### Brief
Quote, word for word, every line starting at the line that contains "fn visit_i64<E: de::Error>(self, v: i64)" and ending with the last line of the records; include both of these lines and no others.

Records for processing START

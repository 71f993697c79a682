//! Production record types for tubecost.
//!
//! A day's record is built in layers: the raw [`ProductionInputs`] a client
//! submits, the [`CostBreakdown`] derived from them, the flattened
//! [`CalculatedRecord`] that is written to storage, and the stored
//! [`ProductionRecord`] carrying the identifier and timestamps.

use std::fmt;

use chrono::{DateTime, NaiveDate, NaiveDateTime, Utc};
use serde::{de, Deserialize, Deserializer, Serialize};

/// Raw inputs captured for one production day.
///
/// Numeric fields are lenient on the way in: JSON numbers are taken as-is,
/// strings are read up to the end of their numeric prefix, and missing
/// fields, `null`, booleans and strings without a numeric prefix become `0`.
/// Only `date` is required.
#[derive(Debug, Clone, PartialEq, Serialize, Deserialize)]
pub struct ProductionInputs {
    /// Calendar day the record covers.
    pub date: NaiveDate,

    /// Tubes produced.
    #[serde(default, deserialize_with = "lenient_f64")]
    pub production: f64,
    /// Tubes accepted after inspection.
    #[serde(default, deserialize_with = "lenient_f64")]
    pub outdone: f64,

    /// Paper used, in kilograms.
    #[serde(default, deserialize_with = "lenient_f64")]
    pub paper_quantity_kg: f64,
    /// Paper rate per kilogram.
    #[serde(default, deserialize_with = "lenient_f64")]
    pub paper_rate: f64,

    /// Paste used.
    #[serde(default, deserialize_with = "lenient_f64")]
    pub paste_quantity: f64,
    /// Paste rate.
    #[serde(default, deserialize_with = "lenient_f64")]
    pub paste_rate: f64,

    /// Outer paste used.
    #[serde(default, deserialize_with = "lenient_f64")]
    pub outer_paste_quantity: f64,
    /// Outer paste rate.
    #[serde(default, deserialize_with = "lenient_f64")]
    pub outer_paste_rate: f64,

    /// Packing material used.
    #[serde(default, deserialize_with = "lenient_f64")]
    pub packing_quantity: f64,
    /// Packing material rate.
    #[serde(default, deserialize_with = "lenient_f64")]
    pub packing_rate: f64,

    /// Number of workers.
    #[serde(default, deserialize_with = "lenient_f64")]
    pub labour_count: f64,
    /// Wage per worker.
    #[serde(default, deserialize_with = "lenient_f64")]
    pub labour_wage: f64,

    /// Electricity units consumed.
    #[serde(default, deserialize_with = "lenient_f64")]
    pub eb_units: f64,
    /// Electricity bill amount.
    #[serde(default, deserialize_with = "lenient_f64")]
    pub eb_amount: f64,

    /// Overheads amount.
    #[serde(default, deserialize_with = "lenient_f64")]
    pub overheads_amount: f64,

    /// Food amount.
    #[serde(default, deserialize_with = "lenient_f64")]
    pub food_amount: f64,
}

impl ProductionInputs {
    /// Create inputs for the given day with every quantity set to zero.
    #[must_use]
    pub fn new(date: NaiveDate) -> Self {
        Self {
            date,
            production: 0.0,
            outdone: 0.0,
            paper_quantity_kg: 0.0,
            paper_rate: 0.0,
            paste_quantity: 0.0,
            paste_rate: 0.0,
            outer_paste_quantity: 0.0,
            outer_paste_rate: 0.0,
            packing_quantity: 0.0,
            packing_rate: 0.0,
            labour_count: 0.0,
            labour_wage: 0.0,
            eb_units: 0.0,
            eb_amount: 0.0,
            overheads_amount: 0.0,
            food_amount: 0.0,
        }
    }
}

/// Costs derived from a day's inputs.
///
/// Every field is recomputed from scratch on each write and is never edited
/// directly.
#[derive(Debug, Clone, Copy, Default, PartialEq, Serialize, Deserialize)]
#[serde(default)]
pub struct CostBreakdown {
    /// Total paper cost.
    pub paper_cost: f64,
    /// Paper cost per tube.
    pub paper_cost_per_tube: f64,
    /// Total paste cost.
    pub paste_cost: f64,
    /// Paste cost per tube.
    pub paste_cost_per_tube: f64,
    /// Total outer paste cost.
    pub outer_paste_cost: f64,
    /// Outer paste cost per tube.
    pub outer_paste_cost_per_tube: f64,
    /// Total packing cost.
    pub packing_cost: f64,
    /// Packing cost per tube.
    pub packing_cost_per_tube: f64,
    /// Total labour cost.
    pub labour_cost: f64,
    /// Labour cost per tube.
    pub labour_cost_per_tube: f64,
    /// Electricity cost per tube.
    pub eb_cost_per_tube: f64,
    /// Overheads cost per tube.
    pub overheads_cost_per_tube: f64,
    /// Food cost per tube.
    pub food_cost_per_tube: f64,
    /// Sum of all eight per-tube costs.
    pub grand_total_cost_per_tube: f64,
}

impl CostBreakdown {
    /// The eight per-tube costs that make up the grand total.
    #[must_use]
    pub fn per_tube_costs(&self) -> [f64; 8] {
        [
            self.paper_cost_per_tube,
            self.paste_cost_per_tube,
            self.outer_paste_cost_per_tube,
            self.packing_cost_per_tube,
            self.labour_cost_per_tube,
            self.eb_cost_per_tube,
            self.overheads_cost_per_tube,
            self.food_cost_per_tube,
        ]
    }
}

/// Raw inputs merged with their derived costs.
///
/// Serializes as one flat JSON object, the shape both stores persist.
#[derive(Debug, Clone, PartialEq, Serialize, Deserialize)]
pub struct CalculatedRecord {
    /// The raw inputs.
    #[serde(flatten)]
    pub inputs: ProductionInputs,
    /// The derived costs.
    #[serde(flatten)]
    pub costs: CostBreakdown,
}

impl CalculatedRecord {
    /// Tubes rejected on the day (`production - outdone`).
    ///
    /// Display-only; never persisted.
    #[must_use]
    pub fn rejection(&self) -> f64 {
        self.inputs.production - self.inputs.outdone
    }

    /// Rejected tubes as a percentage of production, or `0` with no production.
    #[must_use]
    pub fn rejection_rate(&self) -> f64 {
        if self.inputs.production == 0.0 {
            0.0
        } else {
            self.rejection() / self.inputs.production * 100.0
        }
    }
}

/// A calculated record with its display-time rejection figures.
///
/// Returned by previews; never stored.
#[derive(Debug, Clone, PartialEq, Serialize, Deserialize)]
pub struct CalculationPreview {
    /// The calculated record.
    #[serde(flatten)]
    pub record: CalculatedRecord,
    /// Rejected tubes (`production - outdone`).
    pub rejection: f64,
    /// Rejected tubes as a percentage of production.
    pub rejection_rate: f64,
}

impl From<CalculatedRecord> for CalculationPreview {
    fn from(record: CalculatedRecord) -> Self {
        Self {
            rejection: record.rejection(),
            rejection_rate: record.rejection_rate(),
            record,
        }
    }
}

/// A record as held by a store.
#[derive(Debug, Clone, PartialEq, Serialize, Deserialize)]
pub struct ProductionRecord {
    /// Identifier assigned by the store.
    pub id: i64,

    /// Inputs and derived costs.
    #[serde(flatten)]
    pub record: CalculatedRecord,

    /// When the record was first written.
    #[serde(default, deserialize_with = "lenient_timestamp")]
    pub created_at: Option<DateTime<Utc>>,

    /// When the record was last written.
    #[serde(default, deserialize_with = "lenient_timestamp")]
    pub updated_at: Option<DateTime<Utc>>,
}

impl ProductionRecord {
    /// The raw inputs of this record.
    #[must_use]
    pub fn inputs(&self) -> &ProductionInputs {
        &self.record.inputs
    }

    /// The derived costs of this record.
    #[must_use]
    pub fn costs(&self) -> &CostBreakdown {
        &self.record.costs
    }
}

/// Parse a stored timestamp.
///
/// Accepts RFC 3339 (what tubecost writes) and `SQLite`'s `CURRENT_TIMESTAMP`
/// format (`YYYY-MM-DD HH:MM:SS`, UTC).
#[must_use]
pub fn parse_timestamp(value: &str) -> Option<DateTime<Utc>> {
    if let Ok(dt) = DateTime::parse_from_rfc3339(value) {
        return Some(dt.with_timezone(&Utc));
    }
    NaiveDateTime::parse_from_str(value, "%Y-%m-%d %H:%M:%S")
        .ok()
        .map(|naive| naive.and_utc())
}

fn lenient_timestamp<'de, D>(deserializer: D) -> Result<Option<DateTime<Utc>>, D::Error>
where
    D: Deserializer<'de>,
{
    let value: Option<String> = Option::deserialize(deserializer)?;
    Ok(value.as_deref().and_then(parse_timestamp))
}

/// Read the longest numeric prefix of `value`, ignoring leading whitespace.
///
/// `"12abc"` reads as `12`, `"1.5e3kg"` as `1500`. Text without a numeric
/// prefix, and anything that does not fit in a finite `f64`, reads as `0`.
#[must_use]
pub fn parse_leading_number(value: &str) -> f64 {
    let text = value.trim_start();
    let bytes = text.as_bytes();
    let digits_from = |mut pos: usize| {
        while bytes.get(pos).is_some_and(u8::is_ascii_digit) {
            pos += 1;
        }
        pos
    };

    let mut end = usize::from(matches!(bytes.first(), Some(b'+' | b'-')));
    let int_end = digits_from(end);
    let mut has_digits = int_end > end;
    end = int_end;

    if bytes.get(end) == Some(&b'.') {
        let frac_end = digits_from(end + 1);
        if has_digits || frac_end > end + 1 {
            has_digits = true;
            end = frac_end;
        }
    }
    if !has_digits {
        return 0.0;
    }

    if matches!(bytes.get(end), Some(b'e' | b'E')) {
        let sign = usize::from(matches!(bytes.get(end + 1), Some(b'+' | b'-')));
        let exp_end = digits_from(end + 1 + sign);
        if exp_end > end + 1 + sign {
            end = exp_end;
        }
    }

    text[..end]
        .parse::<f64>()
        .ok()
        .filter(|n| n.is_finite())
        .unwrap_or(0.0)
}

fn lenient_f64<'de, D>(deserializer: D) -> Result<f64, D::Error>
where
    D: Deserializer<'de>,
{
    deserializer.deserialize_any(LenientF64)
}

struct LenientF64;

impl<'de> de::Visitor<'de> for LenientF64 {
    type Value = f64;

    fn expecting(&self, f: &mut fmt::Formatter<'_>) -> fmt::Result {
        f.write_str("a number, a numeric string or null")
    }

    fn visit_f64<E: de::Error>(self, v: f64) -> Result<f64, E> {
        Ok(v)
    }

    #[allow(clippy::cast_precision_loss)]
    fn visit_i64<E: de::Error>(self, v: i64) -> Result<f64, E> {
        Ok(v as f64)
    }

    #[allow(clippy::cast_precision_loss)]
    fn visit_u64<E: de::Error>(self, v: u64) -> Result<f64, E> {
        Ok(v as f64)
    }

    fn visit_str<E: de::Error>(self, v: &str) -> Result<f64, E> {
        Ok(parse_leading_number(v))
    }

    fn visit_bool<E: de::Error>(self, _v: bool) -> Result<f64, E> {
        Ok(0.0)
    }

    fn visit_unit<E: de::Error>(self) -> Result<f64, E> {
        Ok(0.0)
    }

    fn visit_none<E: de::Error>(self) -> Result<f64, E> {
        Ok(0.0)
    }

    fn visit_some<D: Deserializer<'de>>(self, deserializer: D) -> Result<f64, D::Error> {
        deserializer.deserialize_any(self)
    }
}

Records for processing END

### Task output
    fn visit_i64<E: de::Error>(self, v: i64) -> Result<f64, E> {
        Ok(v as f64)
    }

    #[allow(clippy::cast_precision_loss)]
    fn visit_u64<E: de::Error>(self, v: u64) -> Result<f64, E> {
        Ok(v as f64)
    }

    fn visit_str<E: de::Error>(self, v: &str) -> Result<f64, E> {
        Ok(parse_leading_number(v))
    }

    fn visit_bool<E: de::Error>(self, _v: bool) -> Result<f64, E> {
        Ok(0.0)
    }

    fn visit_unit<E: de::Error>(self) -> Result<f64, E> {
        Ok(0.0)
    }

    fn visit_none<E: de::Error>(self) -> Result<f64, E> {
        Ok(0.0)
    }

    fn visit_some<D: Deserializer<'de>>(self, deserializer: D) -> Result<f64, D::Error> {
        deserializer.deserialize_any(self)
    }
}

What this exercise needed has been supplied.